Sports Medicine: Little League Elbow
What is little league elbow?
Little league elbow (Medial epicondyle apophysitis) is an overuse injury of the inner side of the elbow. This condition is a disruption of the growth plate at a part of the arm bone (humerus) that is closest to the elbow. Little league elbow affects young athletes that are still growing.
What causes little league elbow?
Little league elbow is caused by repetitive stress to the inner side of the elbow from throwing, causing inflammation to the growth plate. This injury is most often seen in baseball, but it can also be seen in other sports with a lot of throwing.
What are the symptoms of little league elbow?
The primary symptom of little league elbow is pain while throwing. This pain usually gets worse with an increased number of throws or when trying to throw with more velocity. Pain afterwards can last for several days. A loss of extension is often one of the earliest signs of little league elbow as well. The athlete may also say their elbow feels weak and that they have less control over their throws. In severe cases, the elbow may “pop” or be visibly swollen.
How is little league elbow diagnosed?
A physician will use a thorough history and physical examination to determine if an athlete has little league elbow. X-rays and/or MRI may be ordered to determine the severity of the injury and to evaluate for damage to surrounding structures. The physician may also order x-rays of the uninjured elbow to compare to the injured elbow, looking for changes in the growth plate.

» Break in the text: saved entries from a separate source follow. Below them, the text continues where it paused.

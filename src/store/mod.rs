//! Storage capabilities used by the services.
//!
//! The services never talk to the database directly. They depend on these
//! traits so that every query is scoped by owner in exactly one place, and so
//! the HTTP layer can be exercised against an in-memory store in tests.

use async_trait::async_trait;
use uuid::Uuid;

use crate::{
    error::AppError,
    models::{
        transaction::{
            NewTransaction, Transaction, TransactionChanges, TransactionFilter, TransactionStats,
        },
        user::{NewUser, User},
    },
};

#[cfg(test)]
pub mod memory;
pub mod postgres;

/// User persistence.
#[async_trait]
pub trait UserStore: Send + Sync {
    /// Insert a new user.
    ///
    /// Fails with `AppError::Conflict` if the email is already taken.
    async fn create_user(&self, user: NewUser) -> Result<User, AppError>;

    /// Look up a user by (already normalised) email.
    async fn find_user_by_email(&self, email: &str) -> Result<Option<User>, AppError>;

    async fn find_user_by_id(&self, id: Uuid) -> Result<Option<User>, AppError>;
}

/// Transaction persistence. Every method is scoped to `owner`.
#[async_trait]
pub trait TransactionStore: Send + Sync {
    /// Matching transactions, newest `date` first.
    async fn list_transactions(
        &self,
        owner: Uuid,
        filter: &TransactionFilter,
    ) -> Result<Vec<Transaction>, AppError>;

    async fn get_transaction(&self, owner: Uuid, id: Uuid) -> Result<Option<Transaction>, AppError>;

    async fn insert_transaction(
        &self,
        owner: Uuid,
        transaction: NewTransaction,
    ) -> Result<Transaction, AppError>;

    /// Apply `changes` in a single write. Returns `None` if `id` is not owned by `owner`.
    async fn update_transaction(
        &self,
        owner: Uuid,
        id: Uuid,
        changes: &TransactionChanges,
    ) -> Result<Option<Transaction>, AppError>;

    /// Returns `false` if nothing was deleted.
    async fn delete_transaction(&self, owner: Uuid, id: Uuid) -> Result<bool, AppError>;

    /// Sum of amounts grouped by type, computed in one read.
    async fn transaction_stats(&self, owner: Uuid) -> Result<TransactionStats, AppError>;
}
//! Application configuration management.
//!
//! This module handles loading configuration from environment variables.
//! It uses the `envy` crate to automatically deserialize environment variables into a type-safe struct,
//! then checks the values that `envy` cannot check on its own (token lifetime, CORS origins).

use chrono::Duration;
use serde::Deserialize;

use crate::middleware::cors::OriginRule;

/// Application configuration loaded from environment variables.
///
/// # Environment Variables
///
/// - `DATABASE_URL` (required): PostgreSQL connection string
/// - `SERVER_PORT` (optional): HTTP server port, defaults to 5000
/// - `DATABASE_MAX_CONNECTIONS` (optional): pool size, defaults to 5
/// - `JWT_SECRET` (required): HMAC secret used to sign access tokens
/// - `JWT_EXPIRES_IN` (optional): token lifetime such as `90d`, `12h`, `30m`, defaults to `90d`
/// - `CORS_ORIGINS` (optional): comma separated list of allowed origins
#[derive(Debug, Clone, Deserialize)]
pub struct Config {
    pub database_url: String,

    #[serde(default = "default_port")]
    pub server_port: u16,

    #[serde(default = "default_max_connections")]
    pub database_max_connections: u32,

    pub jwt_secret: String,

    #[serde(default = "default_jwt_expires_in")]
    pub jwt_expires_in: String,

    #[serde(default = "default_cors_origins")]
    pub cors_origins: Vec<String>,
}

/// Errors raised while loading configuration.
#[derive(Debug, thiserror::Error)]
pub enum ConfigError {
    #[error("failed to read environment: {0}")]
    Env(#[from] envy::Error),

    #[error("invalid configuration: {0}")]
    Invalid(String),
}

/// Default port if SERVER_PORT environment variable is not set.
fn default_port() -> u16 {
    5000
}

fn default_max_connections() -> u32 {
    5
}

fn default_jwt_expires_in() -> String {
    "90d".to_string()
}

/// Local development front-ends plus any Vercel preview deployment.
fn default_cors_origins() -> Vec<String> {
    vec![
        "http://localhost:3000".to_string(),
        "http://localhost:5173".to_string(),
        "https://*.vercel.app".to_string(),
    ]
}

impl Config {
    /// Load configuration from environment variables.
    ///
    /// This method first attempts to load a `.env` file (which is optional),
    /// then reads environment variables and deserializes them into a Config struct.
    ///
    /// # Errors
    ///
    /// Returns an error if:
    /// - Required environment variables are missing (e.g., DATABASE_URL, JWT_SECRET)
    /// - Environment variable values cannot be parsed into expected types
    /// - The token lifetime or an allowed origin is malformed
    pub fn from_env() -> Result<Self, ConfigError> {
        // Try to load .env file if it exists (does nothing if not found)
        dotenvy::dotenv().ok();

        // Field names are automatically converted: database_url -> DATABASE_URL
        let config = envy::from_env::<Config>()?;
        config.validate()?;

        Ok(config)
    }

    fn validate(&self) -> Result<(), ConfigError> {
        if self.jwt_secret.trim().is_empty() {
            return Err(ConfigError::Invalid("JWT_SECRET must not be empty".to_string()));
        }
        self.token_ttl()?;
        self.origin_rules()?;
        Ok(())
    }

    /// Lifetime of issued access tokens.
    pub fn token_ttl(&self) -> Result<Duration, ConfigError> {
        parse_duration(&self.jwt_expires_in)
    }

    /// Parsed CORS allow-list.
    pub fn origin_rules(&self) -> Result<Vec<OriginRule>, ConfigError> {
        self.cors_origins
            .iter()
            .map(|origin| origin.trim())
            .filter(|origin| !origin.is_empty())
            .map(|origin| {
                OriginRule::parse(origin).ok_or_else(|| {
                    ConfigError::Invalid(format!("invalid CORS origin '{origin}'"))
                })
            })
            .collect()
    }
}

/// Parse a lifetime such as `3600`, `45s`, `30m`, `12h` or `90d`.
///
/// A bare number is read as seconds. Zero is rejected because such a token
/// would be expired on issue.
pub fn parse_duration(value: &str) -> Result<Duration, ConfigError> {
    let value = value.trim();
    let invalid = || ConfigError::Invalid(format!("invalid token lifetime '{value}'"));

    let split = value
        .find(|c: char| !c.is_ascii_digit())
        .unwrap_or(value.len());
    let (digits, unit) = value.split_at(split);
    let amount: i64 = digits.parse().map_err(|_| invalid())?;

    let duration = match unit {
        "" | "s" => Duration::try_seconds(amount),
        "m" => Duration::try_minutes(amount),
        "h" => Duration::try_hours(amount),
        "d" => Duration::try_days(amount),
        _ => None,
    }
    .ok_or_else(invalid)?;

    if duration <= Duration::zero() {
        return Err(invalid());
    }

    Ok(duration)
}

#[cfg(test)]
mod tests {
    use super::*;

    fn config() -> Config {
        Config {
            database_url: "postgres://localhost/finance".to_string(),
            server_port: default_port(),
            database_max_connections: default_max_connections(),
            jwt_secret: "secret".to_string(),
            jwt_expires_in: default_jwt_expires_in(),
            cors_origins: default_cors_origins(),
        }
    }

    #[test]
    fn parses_token_lifetimes() {
        assert_eq!(parse_duration("90d").unwrap(), Duration::days(90));
        assert_eq!(parse_duration("12h").unwrap(), Duration::hours(12));
        assert_eq!(parse_duration("30m").unwrap(), Duration::minutes(30));
        assert_eq!(parse_duration("45s").unwrap(), Duration::seconds(45));
        assert_eq!(parse_duration("3600").unwrap(), Duration::seconds(3600));
    }

    #[test]
    fn rejects_malformed_lifetimes() {
        for value in ["", "d", "0", "10w", "-5m", "1.5h"] {
            assert!(parse_duration(value).is_err(), "accepted '{value}'");
        }
    }

    #[test]
    fn default_config_is_valid() {
        let config = config();
        assert!(config.validate().is_ok());
        assert_eq!(config.origin_rules().unwrap().len(), 3);
    }

    #[test]
    fn empty_secret_is_rejected() {
        let config = Config {
            jwt_secret: "  ".to_string(),
            ..config()
        };
        assert!(matches!(config.validate(), Err(ConfigError::Invalid(_))));
    }

    #[test]
    fn malformed_origin_is_rejected() {
        let config = Config {
            cors_origins: vec!["not a url".to_string()],
            ..config()
        };
        assert!(config.origin_rules().is_err());
    }
}
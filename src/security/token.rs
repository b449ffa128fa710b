//! Signed, time-limited access tokens (HS256 JWT).

use chrono::{Duration, Utc};
use jsonwebtoken::{Algorithm, DecodingKey, EncodingKey, Header, Validation};
use serde::{Deserialize, Serialize};
use uuid::Uuid;

use crate::error::AppError;

#[derive(Debug, Serialize, Deserialize)]
struct Claims {
    sub: Uuid, // user_id
    iat: i64,  // issued at timestamp
    exp: i64,  // expiration timestamp
}

/// Issues and verifies access tokens.
///
/// Built once at startup from the configured secret and lifetime.
#[derive(Clone)]
pub struct TokenCodec {
    encoding: EncodingKey,
    decoding: DecodingKey,
    ttl: Duration,
}

impl TokenCodec {
    pub fn new(secret: &str, ttl: Duration) -> Self {
        Self {
            encoding: EncodingKey::from_secret(secret.as_bytes()),
            decoding: DecodingKey::from_secret(secret.as_bytes()),
            ttl,
        }
    }

    /// Sign a token bound to `user_id`.
    pub fn sign(&self, user_id: Uuid) -> Result<String, AppError> {
        let now = Utc::now();
        let claims = Claims {
            sub: user_id,
            iat: now.timestamp(),
            exp: (now + self.ttl).timestamp(),
        };

        jsonwebtoken::encode(&Header::new(Algorithm::HS256), &claims, &self.encoding)
            .map_err(|err| AppError::Internal(format!("unable to sign token: {err}")))
    }

    /// Verify a token and return the user id it was issued for.
    ///
    /// Malformed, expired, tampered or differently signed tokens are all rejected.
    pub fn verify(&self, token: &str) -> Result<Uuid, AppError> {
        let mut validation = Validation::new(Algorithm::HS256);
        validation.leeway = 0;
        validation.set_required_spec_claims(&["exp", "sub"]);

        jsonwebtoken::decode::<Claims>(token, &self.decoding, &validation)
            .map(|data| data.claims.sub)
            .map_err(|err| {
                tracing::debug!("rejected token: {err}");
                AppError::invalid_token()
            })
    }
}
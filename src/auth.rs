// Authentication - salted SHA-256 credentials and bearer-token sessions
//
// Login mints an opaque token with a fixed 60-minute expiry; every protected
// operation resolves the token back to a user and checks the account is
// still active. Deactivated accounts keep their records but cannot log in
// or act.

use chrono::{Duration, Utc};
use rusqlite::Connection;
use serde::Serialize;
use sha2::{Digest, Sha256};
use tracing::info;

use crate::entities::{NewUser, Role, User, UserPublic};
use crate::error::{AppError, Result};
use crate::store;

pub const SESSION_TTL_MINUTES: i64 = 60;

fn hash_password(password: &str, salt: &str) -> String {
    let mut hasher = Sha256::new();
    hasher.update(salt.as_bytes());
    hasher.update(password.as_bytes());
    format!("{:x}", hasher.finalize())
}

fn new_salt() -> String {
    uuid::Uuid::new_v4().simple().to_string()
}

/// Hash the registration payload into a storable account record
pub fn build_user(data: NewUser) -> User {
    let salt = new_salt();
    let password_hash = hash_password(&data.password, &salt);
    User {
        username: data.username,
        password_hash,
        salt,
        email: data.email,
        first_name: data.first_name,
        last_name: data.last_name,
        phone: data.phone,
        address: data.address,
        tax_id: data.tax_id,
        ie: data.ie,
        role: data.role,
        is_active: true,
        created_at: Utc::now(),
    }
}

pub fn verify_password(user: &User, password: &str) -> bool {
    hash_password(password, &user.salt) == user.password_hash
}

/// Register a new account; usernames and emails are unique
pub fn register(conn: &Connection, data: NewUser) -> Result<UserPublic> {
    if store::get_user(conn, &data.username)?.is_some() {
        return Err(AppError::ValidationFailed(
            "Username already registered".to_string(),
        ));
    }
    if store::user_by_email(conn, &data.email)?.is_some() {
        return Err(AppError::ValidationFailed(
            "Email already registered".to_string(),
        ));
    }

    let user = build_user(data);
    store::insert_user(conn, &user)?;
    info!(username = %user.username, role = user.role.as_str(), "user registered");
    Ok(user.into())
}

#[derive(Debug, Clone, Serialize)]
pub struct Session {
    pub access_token: String,
    pub token_type: &'static str,
    pub username: String,
    pub role: Role,
}

/// Verify credentials and mint a session token
pub fn login(conn: &Connection, username: &str, password: &str) -> Result<Session> {
    let user = match store::get_user(conn, username)? {
        Some(u) if verify_password(&u, password) => u,
        _ => {
            return Err(AppError::forbidden("Incorrect username or password"));
        }
    };
    if !user.is_active {
        return Err(AppError::forbidden("Account is deactivated"));
    }

    let token = uuid::Uuid::new_v4().to_string();
    let expires_at = Utc::now() + Duration::minutes(SESSION_TTL_MINUTES);
    store::insert_session(conn, &token, username, expires_at)?;

    Ok(Session {
        access_token: token,
        token_type: "bearer",
        username: user.username,
        role: user.role,
    })
}

/// Resolve a bearer token to its user; expired or unknown tokens fail
pub fn authenticate(conn: &Connection, token: &str) -> Result<User> {
    let (username, expires_at) = store::get_session(conn, token)?
        .ok_or_else(|| AppError::forbidden("Invalid or expired session"))?;
    if expires_at < Utc::now() {
        store::delete_session(conn, token)?;
        return Err(AppError::forbidden("Invalid or expired session"));
    }

    let user =
        store::get_user(conn, &username)?.ok_or(AppError::NotFound("User"))?;
    if !user.is_active {
        return Err(AppError::forbidden("Account is deactivated"));
    }
    Ok(user)
}

pub fn logout(conn: &Connection, token: &str) -> Result<bool> {
    store::delete_session(conn, token)
}

/// Admin gate used by the management surface
pub fn require_admin(user: &User) -> Result<()> {
    if user.role != Role::Admin {
        return Err(AppError::forbidden("Admin privileges required"));
    }
    Ok(())
}

/// Replace a user's password with a fresh salt (verified reset flow)
pub fn set_password(conn: &Connection, username: &str, new_password: &str) -> Result<()> {
    let salt = new_salt();
    let hash = hash_password(new_password, &salt);
    if !store::update_user_password(conn, username, &hash, &salt)? {
        return Err(AppError::NotFound("User"));
    }
    Ok(())
}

What is the treatment for little league elbow?
Rest is the most effective treatment for little league elbow; how much rest depends on the severity of the injury. Physical therapy will be used to strengthen the muscles surrounding the elbow for a return to throwing. Once an athlete is released to begin throwing, a throwing progression should be used in order to slowly build up the elbow’s endurance. In severe cases, the medial epicondyle may be significantly separated from the humerus, and surgery may be required to reattach it.
What is the long term outlook for an athlete with little league elbow?
With proper treatment and rehabilitation, full return to activity is expected. The earlier little league elbow is diagnosed, the shorter the recovery time. If left untreated, this problem may cause long-term damage, including early growth plate closure, joint surface injury and inability to return to throwing.
It is important to follow pitch count guidelines for young athletes to help prevent little league elbow. Pitch count guidelines can be found on www.littleleague.org under the “rules and regulation changes” tab.